Die Kosten des Berufungsverfahrens trägt der Beklagte.

Das Urteil ist vorläufig vollstreckbar. Dem Beklagten wird nachgelassen die Vollstreckung durch Sicherheitsleistung i.H.v. 120 Prozent des zu vollstreckenden Betrages abzuwenden, wenn nicht die Kläger vor der Vollstreckung Sicherheit in gleicher Höhe leisten.

 

Gründe

I. Die Parteien sind die Erben des am 17.2.2012 verstorbenen H. B. (vgl. gemeinschaftlicher Erbschein des AG Oberhausen vom 26.3.2012, Bl. 5 GA). Die Kläger zu 1 bis 3 und der Beklagte sind dessen Kinder, die Klägerin zu 4 seine Ehefrau. Die Klägerin zu 4 und der Erblasser lebten im Güterstand der Zugewinngemeinschaft.

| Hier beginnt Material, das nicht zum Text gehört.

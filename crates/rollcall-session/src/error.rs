//! Error types for the session layer.

use rollcall_protocol::ProtocolError;

/// Errors that can surface from the session layer.
///
/// Only login produces these. An absent, expired, or corrupt persisted
/// session is not an error: restoration resolves it to "signed out"
/// without telling the caller why.
#[derive(Debug, thiserror::Error)]
pub enum SessionError {
    /// The credential exchange rejected the credentials or could not be
    /// reached. The message is meant to be shown to the user.
    #[error("authentication failed: {0}")]
    AuthFailed(String),

    /// Email or password was empty; the exchange was never called.
    #[error("missing credentials: {0}")]
    MissingCredentials(&'static str),

    /// The exchange answered, but not with a usable `{ token, user }`.
    #[error("malformed login response: {0}")]
    MalformedResponse(#[from] ProtocolError),
}
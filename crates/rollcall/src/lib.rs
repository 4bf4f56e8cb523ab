//! # Rollcall
//!
//! Session lifecycle for role-based school web applications.
//!
//! Rollcall owns the question every page asks first: is someone signed
//! in, and as whom? It persists the answer across reloads, expires it
//! after 30 days, keeps a liveness marker fresh while it is in use, and
//! keeps signed-out users out of role areas.
//!
//! ## Quick Start
//!
//! ```rust,no_run
//! use rollcall::prelude::*;
//!
//! // Implement CredentialExchange for your login endpoint, then:
//! // let mut ctx = SessionContextBuilder::new()
//! //     .build(FileStore::open(path), cookies, SystemClock, my_exchange)
//! //     .await?;
//! // ctx.auth().login("teacher@school.test", "secret").await?;
//! // assert!(matches!(ctx.outcome(), GuardOutcome::Render));
//! ```

mod auth;
mod context;
mod error;
mod network;

pub use auth::AuthOrchestrator;
pub use context::{RollcallConfig, SessionContext, SessionContextBuilder};
pub use error::RollcallError;
pub use network::{
    AuthRejected, BearerAuthorizer, REJECTION_CHANNEL_SIZE, ResponseSignal, rejection_channel,
};

/// Re-exports everything an application needs.
pub mod prelude {
    pub use crate::{
        AuthOrchestrator, AuthRejected, BearerAuthorizer, ResponseSignal, RollcallConfig,
        RollcallError, SessionContext, SessionContextBuilder,
    };
    pub use rollcall_guard::{GuardOutcome, GuardWatcher, RouteGuard, RouteTable};
    pub use rollcall_heartbeat::{HeartbeatConfig, HeartbeatHandle};
    pub use rollcall_protocol::{Credentials, LoginResponse, Role, User, UserId};
    pub use rollcall_session::{
        Clock, CredentialExchange, SessionConfig, SessionError, SessionState, SessionStore,
        SystemClock,
    };
    pub use rollcall_storage::{
        CookieJar, DurableStore, FileCookieJar, FileStore, MemoryCookieJar, MemoryStore,
    };
}
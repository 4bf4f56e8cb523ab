//! Session types: the record that is persisted and the snapshot that is
//! published.
//!
//! A [`Session`] is what the store holds while someone is signed in:
//! - WHO they are (`User`)
//! - WHAT proves it to the server (the bearer token)
//! - WHEN it was issued (so it can expire)
//!
//! A [`SessionState`] is what observers see. It deliberately leaves the
//! token out; code that needs the token asks the store for it.

use std::time::Duration;

use rollcall_protocol::User;
use serde::{Deserialize, Serialize};

// ---------------------------------------------------------------------------
// Persisted layout
// ---------------------------------------------------------------------------

/// Fixed, unversioned names of everything Rollcall persists.
///
/// Only [`SessionStore::establish`](crate::SessionStore::establish) and
/// [`SessionStore::clear`](crate::SessionStore::clear) write the token,
/// user, and issued-at keys. Anything else on the origin may read them.
pub mod keys {
    /// Durable key holding the bearer token.
    pub const TOKEN: &str = "token";
    /// Durable key holding the JSON-encoded user record.
    pub const USER: &str = "user";
    /// Durable key holding the issue time in Unix milliseconds.
    pub const ISSUED_AT: &str = "issuedAt";
    /// Durable key holding the heartbeat's liveness marker.
    pub const LIVENESS: &str = "lastActivity";
    /// Cookie carrying the bearer token to server-side request handling.
    pub const TOKEN_COOKIE: &str = "token";
}

// ---------------------------------------------------------------------------
// SessionConfig
// ---------------------------------------------------------------------------

/// Configuration for session behavior.
#[derive(Debug, Clone, Serialize, Deserialize)]
pub struct SessionConfig {
    /// A session this old or older is expired. Also the cookie lifetime.
    ///
    /// Default: 30 days.
    pub max_age: Duration,

    /// Whether the application is served over encrypted transport. Adds
    /// the `Secure` flag to the token cookie.
    pub secure_transport: bool,
}

impl SessionConfig {
    /// 30 days: the lifetime of a session and of its cookie.
    pub const DEFAULT_MAX_AGE: Duration = Duration::from_secs(30 * 24 * 60 * 60);

    /// `max_age` in milliseconds, the unit of the persisted timestamp.
    pub fn max_age_millis(&self) -> u64 {
        self.max_age.as_millis() as u64
    }
}

impl Default for SessionConfig {
    fn default() -> Self {
        Self {
            max_age: Self::DEFAULT_MAX_AGE,
            secure_transport: false,
        }
    }
}

// ---------------------------------------------------------------------------
// Session
// ---------------------------------------------------------------------------

/// A signed-in user's session, as held in memory and persisted.
#[derive(Debug, Clone, PartialEq, Eq)]
pub struct Session {
    /// Who is signed in.
    pub user: User,

    /// Opaque bearer credential. Never parsed or validated here.
    pub token: String,

    /// Unix milliseconds at which the session was established.
    ///
    /// The heartbeat never touches this: an active session still expires
    /// `max_age` after login.
    pub issued_at: u64,
}

impl Session {
    /// Milliseconds since the session was issued, as of `now`.
    ///
    /// An issue time in the future (wall clock moved backwards) reads as
    /// age zero.
    pub fn age_millis(&self, now: u64) -> u64 {
        now.saturating_sub(self.issued_at)
    }

    /// `true` once the session has reached `max_age`.
    pub fn is_expired(&self, now: u64, config: &SessionConfig) -> bool {
        self.age_millis(now) >= config.max_age_millis()
    }
}

// ---------------------------------------------------------------------------
// SessionState
// ---------------------------------------------------------------------------

/// The snapshot published to observers on every change.
///
/// ```text
///   Loading ──(restore ok)──→ Authenticated ──(clear/expire)──→ SignedOut
///      │                            ↑                              │
///      └──(nothing / expired)──→ SignedOut ──────(establish)───────┘
/// ```
///
/// `loading` is true only until the first restoration resolves. While it
/// is true, `authenticated` says nothing and must not drive navigation.
#[derive(Debug, Clone, PartialEq, Eq)]
pub struct SessionState {
    pub loading: bool,
    pub authenticated: bool,
    pub user: Option<User>,
}

impl SessionState {
    /// The state at process start, before restoration has resolved.
    pub fn loading() -> Self {
        Self {
            loading: true,
            authenticated: false,
            user: None,
        }
    }

    /// Resolved, nobody signed in.
    pub fn signed_out() -> Self {
        Self {
            loading: false,
            authenticated: false,
            user: None,
        }
    }

    /// Resolved, `user` signed in.
    pub fn authenticated(user: User) -> Self {
        Self {
            loading: false,
            authenticated: true,
            user: Some(user),
        }
    }
}

impl Default for SessionState {
    fn default() -> Self {
        Self::loading()
    }
}

#[cfg(test)]
mod tests {
    use rollcall_protocol::{Role, UserId};

    use super::*;

    fn session(issued_at: u64) -> Session {
        Session {
            user: User {
                id: UserId::from("s-1"),
                role: Role::Student,
                name: "Lin".into(),
                email: None,
            },
            token: "abc".into(),
            issued_at,
        }
    }

    #[test]
    fn test_default_max_age_is_thirty_days_in_cookie_seconds() {
        // The cookie attribute is written in seconds: max-age=2592000.
        assert_eq!(SessionConfig::default().max_age.as_secs(), 2_592_000);
    }

    #[test]
    fn test_is_expired_boundary_is_inclusive() {
        let config = SessionConfig::default();
        let max = config.max_age_millis();
        let s = session(1_000);

        assert!(!s.is_expired(1_000 + max - 1, &config));
        assert!(s.is_expired(1_000 + max, &config));
    }

    #[test]
    fn test_age_with_future_issue_time_is_zero() {
        assert_eq!(session(5_000).age_millis(1_000), 0);
    }

    #[test]
    fn test_state_default_is_loading() {
        let state = SessionState::default();
        assert!(state.loading);
        assert!(!state.authenticated);
        assert!(state.user.is_none());
    }

    #[test]
    fn test_state_authenticated_is_resolved() {
        let state = SessionState::authenticated(session(0).user);
        assert!(!state.loading);
        assert!(state.authenticated);
    }
}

Der Erblasser hatte die Grundbesitzung N. Straße in Oberhausen zu Lebzeiten seinerseits infolge einer Erbauseinandersetzung zu Eigentum erhalten. Dieses im Klageantrag näher bezeichnete Grundstück stand ursprünglich im Alleineigentum der Mutter des Erblassers, Frau L. B. Diese wurde mit ihrem Tode am 29.4.2008 beerbt von ihren beiden Kindern, dem jetzigen Erblasser und seiner Schwester H. P. Mit notariellem Erbauseinandersetzungsvertrag vom 9.9.2008 (Bl. 6 ff. GA) teilten diese das Erbe dahingehend untereinander auf, dass dem Erblasser das Grundstückseigentum übertragen wurde und der Tochter H. P. sämtliche Kontoguthaben. Zur Durchführung der Auseinandersetzung erklärten sie die Auflassung auf den Erblasser und bewilligten die Eintragung der Eigentumsänderung im Grundbuch. Den Wert des Grundstücks bezifferten sie mit 199.500 EUR, den der Bankguthaben mit insgesamt 78.311,62 EUR. In derselben Vertragsurkunde übertrug der Erblasser sodann das ihm zugeteilte Grundstücksvermögen schenkweise weiter auf seinen Sohn, den Beklagten.

Diese Übertragung greifen die Kläger unter dem Gesichtspunkt des § 1365 BGB wegen fehlender Zustimmung der Ehefrau zur Übertragung des Grundstücks als wesentlichem Vermögen des Erblassers an.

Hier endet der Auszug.